Even with total information superiority, it was not possible to verify battle damage with any accuracy some two months after the conflict ended, despite having NATO forces on the ground and overhead coverage of departing Serb vehicles. Since DOD and NATO still have not produced a compatible set of figures to this day, there clearly is a faulty methodology or other problem here as well. All of these hits were cockpit recorded and many were shown on TV. There should be near compatibility between NATO and Pentagon findings in the age of information superiority.

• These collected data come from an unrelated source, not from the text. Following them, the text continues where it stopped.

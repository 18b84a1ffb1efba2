//! Birthday entry view, shown until a birthday is stored and again via the
//! "Change Birthday" flow.

use chrono::NaiveDate;
use eframe::egui;

use crate::config::settings::Settings;
use crate::ui::hex_color;

pub enum BirthdayAction {
    Save(NaiveDate),
}

pub struct BirthdayPanel {
    date: NaiveDate,
}

impl Default for BirthdayPanel {
    fn default() -> Self {
        Self {
            date: NaiveDate::from_ymd_opt(2000, 1, 1).unwrap_or_default(),
        }
    }
}

impl BirthdayPanel {
    /// Pre-fill the picker when re-entering the view. Keeps the previously
    /// stored birthday so "Change Birthday" starts from the old value.
    pub fn seed(&mut self, birthday: Option<NaiveDate>) {
        if let Some(date) = birthday {
            self.date = date;
        }
    }

    pub fn show(&mut self, ui: &mut egui::Ui, settings: &Settings) -> Option<BirthdayAction> {
        let mut action = None;
        let text_color = hex_color(&settings.main_text_color, egui::Color32::WHITE);

        ui.vertical_centered(|ui| {
            ui.add_space(ui.available_height() * 0.25);
            ui.heading(
                egui::RichText::new("Motivational Age Counter")
                    .size(32.0)
                    .strong()
                    .color(text_color),
            );
            ui.add_space(16.0);
            ui.label(
                egui::RichText::new("Please enter your birthday to get started")
                    .size(16.0)
                    .color(text_color),
            );
            ui.add_space(24.0);

            ui.add(
                egui_extras::DatePickerButton::new(&mut self.date)
                    .id_salt("birthday_picker")
                    .show_icon(true),
            );

            ui.add_space(16.0);
            if ui
                .button(egui::RichText::new("Continue").size(16.0))
                .clicked()
            {
                action = Some(BirthdayAction::Save(self.date));
            }
        });

        action
    }
}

The British Press and Other Reporters on Battle Damage Assessment
Independent accounts from reporters covering the battle for Kosovo offered an entirely different set of battle damage statistics from those offered by either General Clark or the Pentagon. Their perspective is interesting for it is offered from firsthand, on-the-ground analysis, just like the latter NATO and Pentagon estimates.
The first newspaper reports on battle damage appeared at the end of June. Indications were that only 13 Serb tanks and fewer than 100 armored personnel carriers had been destroyed. Reporters noted the ruins of many different types of decoys hit by NATO forces (e.g., rusted tanks with broken parts, wood or canvas mock-ups). Carlotta Gall of The New York Times, a veteran war correspondent from the first Russian war in Chechnya, saw little damage. Newsweek reporter Mark Dennis found only one destroyed tank after driving around Kosovo for ten days. Did the Serbs manage to extricate all of their destroyed vehicles during their publicly filmed withdrawal, did they hide them, or did they really experience much less damage than NATO sources declared?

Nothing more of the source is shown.